NICK: "...Anna Sale, I would be asking my listeners about how they're coping with a lack of touch in their lives." But I'm not Anna Sale. So I won't ask that question.
ANNA: [Laughs] And then I said, let's ask it together. That is Nick van der Kolk, the host and creator of Love and Radio. And tell me, like for you, what was, what was the, the little, germ of an idea of like, huh, I bet people are missing this. Like where did that come from for you?
NICK: I had spoken with a couple of different friends who, you know, had mentioned like off-handedly that they had not had like any physical interaction with another human being in at that point weeks. So I just sort of wanted to know what it was like for people to, um, to reckon with that because I'm, I have two small kids.
ANNA: As do I, yes.
NICK: Um, yeah, I'm, I'm in lockdown with this family. I'm having the like completely the opposite experience.
ANNA: And it's also been interesting, I feel like to listen to these stories coming in, and track the passage of time in isolation. You know, we, we first asked this question back in April and a lot of things are different now. Official restrictions are lifting in a lot of places. Uh, you know, it's shifting to being individual decision making and ad hoc choices about what kind of touch you personally feel comfortable with. Um, but that hasn't gotten rid of the anxiety and the overthinking.
BILLY: Good god. The other day at CVS, the cashier there, finger brushed my hand and I thought I was going to pass out.
NICK: This is Billy Flood, one of the listeners that I spoke with. One thing that I was struck by is how, how when we’re deprived of touch, any little, tiny little interaction, the volume is pumped up to 11.
BILLY: Yeah, the, the neural pathway of I missed this, uh, opened up. Every point of contact with another human is a little electric charge. You know, a little human exchange from person to person that really does fuel you. And then when it's all taken away so suddenly you realize that, oh my gosh, that is, that was necessary. That was needed. That let me know that I wasn't alone, um, on this earth.

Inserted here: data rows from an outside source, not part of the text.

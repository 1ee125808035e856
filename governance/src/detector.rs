//! Transaction classifiers.

use pulse_ledger::TxRecord;

/// Script class substring carried by treasury spend payouts.
const TREASURY_GEN_MARKER: &str = "treasurygen";

/// Transaction version treasury spends are serialized with.
const TREASURY_SPEND_VERSION: u32 = 3;

/// Whether `tx` is a treasury spend (not a treasurybase).
///
/// The `treasuryspend` input marker is authoritative: such inputs reference
/// no previous output. Views that omit it (minimal mempool entries) fall back
/// to a version-3 transaction paying a `treasurygen-*` script.
pub fn is_treasury_spend(tx: &TxRecord) -> bool {
    if tx.vin.iter().any(|input| input.treasury_spend.is_some()) {
        return true;
    }

    tx.version == Some(TREASURY_SPEND_VERSION)
        && tx.vout.iter().any(|output| {
            output
                .script_kind()
                .is_some_and(|kind| kind.to_ascii_lowercase().contains(TREASURY_GEN_MARKER))
        })
}

/// Whether `tx` is a vote (its first input is a stakebase).
pub fn is_vote_transaction(tx: &TxRecord) -> bool {
    tx.vin
        .first()
        .is_some_and(|input| input.stakebase.is_some())
}
//! dcrpulse daemon: treasury spend discovery and vote tallies against a dcrd node.

use anyhow::Context;
use clap::Parser;
use serde::Serialize;
use std::path::PathBuf;
use std::sync::Arc;
use std::time::Duration;

use pulse_ledger::LedgerSource;
use pulse_rpc::{DcrdClient, DcrdClientConfig};
use pulse_treasury::{TreasuryConfig, TreasuryService};
use pulse_types::{Network, TxHash};
use pulse_utils::LogFormat;

#[derive(Parser)]
#[command(name = "pulse-daemon", about = "Decred treasury spend scanner and vote tally")]
struct Cli {
    /// Network the node serves: "mainnet", "testnet" or "simnet".
    /// When a config file is provided, defaults to the file's network value.
    #[arg(long, env = "PULSE_NETWORK")]
    network: Option<String>,

    /// dcrd JSON-RPC endpoint (defaults to the local node for the network).
    #[arg(long, env = "PULSE_RPC_URL")]
    rpc_url: Option<String>,

    #[arg(long, env = "PULSE_RPC_USER")]
    rpc_user: Option<String>,

    #[arg(long, env = "PULSE_RPC_PASSWORD", hide_env_values = true)]
    rpc_password: Option<String>,

    /// dcrd's rpc.cert, trusted in addition to the system roots.
    #[arg(long, env = "PULSE_RPC_CERT")]
    rpc_cert: Option<PathBuf>,

    /// Log format: "human" or "json".
    #[arg(long, env = "PULSE_LOG_FORMAT")]
    log_format: Option<String>,

    /// Log level: "trace", "debug", "info", "warn", "error".
    #[arg(long, env = "PULSE_LOG_LEVEL")]
    log_level: Option<String>,

    /// How often to poll a running scan or tally, in milliseconds.
    #[arg(long, default_value_t = 1000, env = "PULSE_POLL_MS")]
    poll_ms: u64,

    /// Print Prometheus metrics to stderr on exit.
    #[arg(long)]
    metrics: bool,

    /// Path to a TOML configuration file. If provided, file settings
    /// are used as the base; CLI flags and env vars override them.
    #[arg(long)]
    config: Option<PathBuf>,

    #[command(subcommand)]
    command: Command,
}

#[derive(clap::Subcommand)]
enum Command {
    /// Treasury balance and the spends currently up for vote.
    Info,
    /// Treasury spends in the mempool.
    Mempool,
    /// Scan the chain for mined treasury spends, printing each as it is found.
    Scan {
        /// First height to scan; raised to the treasury activation height.
        #[arg(long, default_value_t = 0)]
        from: i64,
    },
    /// Vote tally for one treasury spend.
    Tally {
        /// Transaction hash of the treasury spend.
        hash: String,
        /// Height the spend was mined at.
        #[arg(long, default_value_t = 0)]
        height: i64,
        /// Expiry height of a spend still in the mempool.
        #[arg(long, default_value_t = 0)]
        expiry: i64,
        /// The spend is still in the mempool.
        #[arg(long)]
        mempool: bool,
    },
}

fn load_config(cli: &Cli) -> anyhow::Result<TreasuryConfig> {
    let mut config = match &cli.config {
        Some(path) => TreasuryConfig::from_toml_file(path)
            .with_context(|| format!("loading config {}", path.display()))?,
        None => TreasuryConfig::default(),
    };

    if let Some(network) = &cli.network {
        config.network = network.parse::<Network>()?;
    }
    if let Some(url) = &cli.rpc_url {
        config.rpc_url = Some(url.clone());
    }
    if let Some(user) = &cli.rpc_user {
        config.rpc_user = user.clone();
    }
    if let Some(password) = &cli.rpc_password {
        config.rpc_password = password.clone();
    }
    if let Some(cert) = &cli.rpc_cert {
        config.rpc_cert = Some(cert.clone());
    }
    if let Some(format) = &cli.log_format {
        config.log_format = format.parse::<LogFormat>().map_err(anyhow::Error::msg)?;
    }
    if let Some(level) = &cli.log_level {
        config.log_level = level.clone();
    }
    Ok(config)
}

fn print_json<T: Serialize>(value: &T) -> anyhow::Result<()> {
    println!("{}", serde_json::to_string_pretty(value)?);
    Ok(())
}

async fn run_scan(service: &TreasuryService, from: i64, poll: Duration) -> anyhow::Result<()> {
    service.trigger_historical_scan(from)?;
    loop {
        let progress = service.scan_progress();
        for spend in &progress.new_spends {
            println!("{}", serde_json::to_string(spend)?);
        }
        if !progress.is_scanning {
            tracing::info!(found = progress.found, "{}", progress.message);
            return Ok(());
        }
        tracing::info!(
            height = progress.current_height,
            tip = progress.total_height,
            "scan {:.1}% complete",
            progress.progress
        );
        tokio::time::sleep(poll).await;
    }
}

async fn run_tally(
    service: &TreasuryService,
    hash: TxHash,
    height: i64,
    expiry: i64,
    mempool: bool,
    poll: Duration,
) -> anyhow::Result<()> {
    loop {
        let tally = service.get_tally(hash, height, expiry, mempool).await?;
        if tally.voting_complete || tally.in_mempool {
            return print_json(&tally);
        }
        if let Some(progress) = service.tally_progress(&hash) {
            tracing::info!(
                block = progress.current_block,
                yes = progress.yes_votes,
                no = progress.no_votes,
                eta = %pulse_utils::format_duration(progress.estimated_secs),
                "{} ({:.1}%)",
                progress.message,
                progress.progress
            );
        }
        tokio::time::sleep(poll).await;
    }
}

async fn run(service: &TreasuryService, command: Command, poll: Duration) -> anyhow::Result<()> {
    match command {
        Command::Info => print_json(&service.fetch_treasury_info().await?),
        Command::Mempool => print_json(&service.probe_mempool().await?),
        Command::Scan { from } => run_scan(service, from, poll).await,
        Command::Tally {
            hash,
            height,
            expiry,
            mempool,
        } => {
            let hash: TxHash = hash
                .parse()
                .with_context(|| format!("invalid transaction hash {hash}"))?;
            run_tally(service, hash, height, expiry, mempool, poll).await
        }
    }
}

#[tokio::main]
async fn main() -> anyhow::Result<()> {
    let cli = Cli::parse();
    let config = load_config(&cli)?;
    pulse_utils::init_logging(config.log_format, &config.log_level);

    let client = DcrdClient::new(DcrdClientConfig {
        url: config.resolved_rpc_url(),
        user: config.rpc_user.clone(),
        password: config.rpc_password.clone(),
        cert: config.rpc_cert.clone(),
        timeout: Duration::from_secs(config.request_timeout_secs),
    })?;
    tracing::info!(
        network = config.network.as_str(),
        url = client.url(),
        "using dcrd node"
    );

    let source: Arc<dyn LedgerSource> = Arc::new(client);
    let service = TreasuryService::from_config(Some(source), &config);
    let poll = Duration::from_millis(cli.poll_ms.max(10));

    let result = tokio::select! {
        result = run(&service, cli.command, poll) => result,
        _ = service.shutdown_controller().wait_for_signal() => {
            service.shutdown();
            service.wait_for_scan().await;
            Ok(())
        }
    };

    if cli.metrics {
        eprintln!("{}", service.metrics().render());
    }
    result
}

BILLY: Whenever someone asks me how am I doing, it’s um, managing? Uh - it's just that every morning I wake up and there’s another name of a black man who's been murdered or a video that's resurfaced from a year ago that we didn't see before. And it's just a, a constant retriggering and retraumatization of, um, of my black life. And then I have this guilt complex about seeing all the protests, um, because I am an activist and normally I would be on the front lines, but I'm actually, I'm driving today to Louisville, to visit my parents who are senior citizens. And I couldn't put them at risk, um, by going out and protesting and marching and being huddled together with thousands of other people. And it - it's really bothering me. I just feel like if my body is not. Out there that I'm not doing what I'm supposed to do. And that sucks.
NICK: Yeah, that you're not, you're not doing as much as you can.
BILLY: Yeah.
NICK: When do you think you might feel normal about touch again?
BILLY: [Laughs] When we have a vaccine and can touch people. So I don't know, January, February, and March? Um, it’s gonna be a long time.
NICK: What kind of coping mechanisms have you sort of developed?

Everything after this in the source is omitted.